Apostolos Evangelou Vakalopoulos (; 11 August 1909 – 10 July 2000) was a distinguished Greek historian, specializing in the Byzantine Empire, Ottoman Greece, and in modern Greek history. Vakalopoulos has been described as one of the greatest Greek historians of the 20th century.

Biography 
Apostolos Vakalopoulos was born on 11 August 1909, in Volos, but grew up in Thessaloniki, where his family had settled in 1914. He graduated from the newly established Philological Faculty of the Aristotle University of Thessaloniki, and initially worked as a high school teacher in the 1930s.
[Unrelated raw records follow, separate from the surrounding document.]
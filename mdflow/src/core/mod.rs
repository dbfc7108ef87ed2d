//! Core domain model types for mdflow.
//!
//! This module contains the fundamental types used throughout the crate:
//! - Stage and run status enums
//! - Stage results and failure reasons
//! - The pipeline run record

mod result;
mod run;
mod status;

pub use result::{FailureReason, InvocationSummary, StageResult};
pub use run::{PipelineRun, RUN_REPORT_FILE};
pub use status::{RunStatus, StageStatus};
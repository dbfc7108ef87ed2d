//! Testing utilities for mdflow pipelines.
//!
//! This module provides:
//! - A scripted engine that imitates GROMACS output files
//! - Assertions over stage results and runs
//! - On-disk fixtures for the standard pipeline

mod assertions;
mod fixtures;
mod mocks;

pub use assertions::{
    assert_outputs_present, assert_run_status, assert_stage_failed_with, assert_stage_skipped,
    assert_stage_succeeded,
};
pub use fixtures::{StandardFixture, SAMPLE_PDB};
pub use mocks::{RecordedCall, ScriptedEngine, StubBehavior};
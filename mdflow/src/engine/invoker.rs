//! Turns stage engine calls into classified invocation results.

use super::{CapturedLog, Engine, EngineCommand, EngineExit};
use crate::cancellation::CancellationToken;
use crate::core::{FailureReason, InvocationSummary};
use crate::errors::EngineError;
use crate::stages::{EngineInvocation, Placeholders};
use crate::utils::missing_or_empty;
use std::path::{Path, PathBuf};
use std::time::Duration;
use tracing::{debug, info, warn};

/// Outcome of one engine call.
#[derive(Debug, Clone)]
pub struct InvocationResult {
    /// Position of the call within its stage.
    pub index: usize,
    /// The engine subcommand.
    pub subcommand: String,
    /// Exit code, if the process exited.
    pub exit_code: Option<i32>,
    /// Wall-clock duration.
    pub duration: Duration,
    /// Retained output.
    pub log: CapturedLog,
    /// Where the output was written, if it was.
    pub log_file: Option<PathBuf>,
    /// Why the call failed, if it did.
    pub failure: Option<FailureReason>,
}

impl InvocationResult {
    /// Returns true if the call succeeded.
    #[must_use]
    pub fn is_success(&self) -> bool {
        self.failure.is_none()
    }

    /// Summary stored on the stage result.
    #[must_use]
    pub fn summary(&self) -> InvocationSummary {
        InvocationSummary {
            index: self.index,
            subcommand: self.subcommand.clone(),
            exit_code: self.exit_code,
            duration_ms: self.duration.as_secs_f64() * 1000.0,
            log_file: self.log_file.clone(),
        }
    }
}

/// Runs stage engine calls against an [`Engine`] backend.
pub struct EngineInvoker<'a> {
    engine: &'a dyn Engine,
    default_timeout: Option<Duration>,
    write_logs: bool,
}

impl<'a> EngineInvoker<'a> {
    /// Creates an invoker over `engine`.
    #[must_use]
    pub fn new(engine: &'a dyn Engine) -> Self {
        Self {
            engine,
            default_timeout: None,
            write_logs: true,
        }
    }

    /// Timeout for calls that do not declare their own.
    #[must_use]
    pub fn with_default_timeout(mut self, timeout: Option<Duration>) -> Self {
        self.default_timeout = timeout;
        self
    }

    /// Disables the per-call log files.
    #[must_use]
    pub fn without_log_files(mut self) -> Self {
        self.write_logs = false;
        self
    }

    /// Builds the resolved command for an invocation.
    #[must_use]
    pub fn command(
        &self,
        invocation: &EngineInvocation,
        placeholders: &Placeholders,
    ) -> EngineCommand {
        EngineCommand {
            subcommand: invocation.subcommand.clone(),
            args: invocation.args.iter().map(|a| placeholders.resolve(a)).collect(),
            work_dir: placeholders.workdir.clone(),
            stdin: invocation.stdin_script.clone(),
            timeout: invocation.timeout_duration().or(self.default_timeout),
        }
    }

    /// Runs one call and classifies it.
    pub async fn invoke(
        &self,
        index: usize,
        invocation: &EngineInvocation,
        placeholders: &Placeholders,
        cancel: &CancellationToken,
    ) -> InvocationResult {
        let command = self.command(invocation, placeholders);
        info!(
            stage = %placeholders.stage,
            subcommand = %command.subcommand,
            command = %command.display_line(&self.engine.program()),
            "Invoking engine"
        );

        let outcome = self.engine.execute(&command, cancel).await;
        let (exit_code, duration, log, failure) = match outcome {
            Ok(exit) => {
                let failure = classify(invocation, &exit, &command.work_dir);
                (exit.code, exit.duration, exit.log, failure)
            }
            Err(err) => {
                let log = CapturedLog::from_text(err.captured());
                (None, Duration::ZERO, log, Some(failure_from_engine_error(&err)))
            }
        };

        let launched = !matches!(failure, Some(FailureReason::Launch { .. }));
        let log_file = if self.write_logs && launched {
            write_log_file(&command.work_dir, index, &command.subcommand, &log)
        } else {
            None
        };

        match &failure {
            None => debug!(
                stage = %placeholders.stage,
                subcommand = %command.subcommand,
                exit_code = ?exit_code,
                duration_ms = duration.as_secs_f64() * 1000.0,
                "Engine call succeeded"
            ),
            Some(reason) => warn!(
                stage = %placeholders.stage,
                subcommand = %command.subcommand,
                exit_code = ?exit_code,
                failure = %reason,
                "Engine call failed"
            ),
        }

        InvocationResult {
            index,
            subcommand: command.subcommand,
            exit_code,
            duration,
            log,
            log_file,
            failure,
        }
    }
}

fn failure_from_engine_error(err: &EngineError) -> FailureReason {
    match err {
        EngineError::Launch { program, message } => FailureReason::Launch {
            program: program.clone(),
            message: message.clone(),
        },
        EngineError::Timeout {
            subcommand, timeout, ..
        } => FailureReason::Timeout {
            subcommand: subcommand.clone(),
            timeout_ms: u64::try_from(timeout.as_millis()).unwrap_or(u64::MAX),
        },
        EngineError::Cancelled { reason, .. } => FailureReason::Cancelled {
            reason: reason.clone(),
        },
    }
}

/// Classifies a call that exited on its own.
///
/// Order: non-zero exit, then failure patterns, then expected outputs.
fn classify(
    invocation: &EngineInvocation,
    exit: &EngineExit,
    work_dir: &Path,
) -> Option<FailureReason> {
    if !exit.success {
        return Some(FailureReason::NonZeroExit {
            subcommand: invocation.subcommand.clone(),
            code: exit.code,
        });
    }

    for pattern in &invocation.failure_patterns {
        let re = match regex::Regex::new(pattern) {
            Ok(re) => re,
            Err(e) => {
                warn!(pattern = %pattern, error = %e, "Skipping invalid failure pattern");
                continue;
            }
        };
        if let Some(line) = exit.log.lines().iter().find(|l| re.is_match(l)) {
            return Some(FailureReason::LogPattern {
                subcommand: invocation.subcommand.clone(),
                pattern: pattern.clone(),
                line: line.clone(),
            });
        }
    }

    let missing = missing_or_empty(work_dir, &invocation.expected_outputs);
    if !missing.is_empty() {
        return Some(FailureReason::SilentFailure {
            subcommand: Some(invocation.subcommand.clone()),
            missing,
        });
    }
    None
}

fn write_log_file(
    work_dir: &Path,
    index: usize,
    subcommand: &str,
    log: &CapturedLog,
) -> Option<PathBuf> {
    let path = work_dir.join(format!("{index:02}_{subcommand}.log"));
    let mut text = log.text();
    text.push('\n');
    match std::fs::write(&path, text) {
        Ok(()) => Some(path),
        Err(e) => {
            warn!(path = %path.display(), error = %e, "Could not write engine log");
            None
        }
    }
}
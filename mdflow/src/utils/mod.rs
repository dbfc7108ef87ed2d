//! Filesystem and timestamp helpers shared by the executor and orchestrator.

pub mod files;
pub mod timestamps;

pub use files::{copy_into, glob_to_regex, is_non_empty_file, matching_files, missing_or_empty};
pub use timestamps::{format_duration, iso_timestamp, Timestamp};
//! Cooperative cancellation of pipeline runs.
//!
//! A [`CancellationToken`] is shared between the caller and a run. Cancelling
//! it kills the in-flight engine call and keeps later stages from starting.

mod token;

pub use token::{CancelCallback, CancellationToken};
In 1939, Vakalopoulos completed his doctorate at the University of Thessaloniki, and began a tenure as lecturer at the university's Philological Faculty in 1943, eventually becoming a professor in 1951. Vakalopoulos continued in the same position until his retirement in 1974.

Vakalopoulos was a founding member of the Society for Macedonian Studies in 1939, and a fixed presence in its board of governors. He also served as chairman of the Institute for Balkan Studies. Among numerous publications, the most well-known was his eight-volume History of Modern Hellenism series.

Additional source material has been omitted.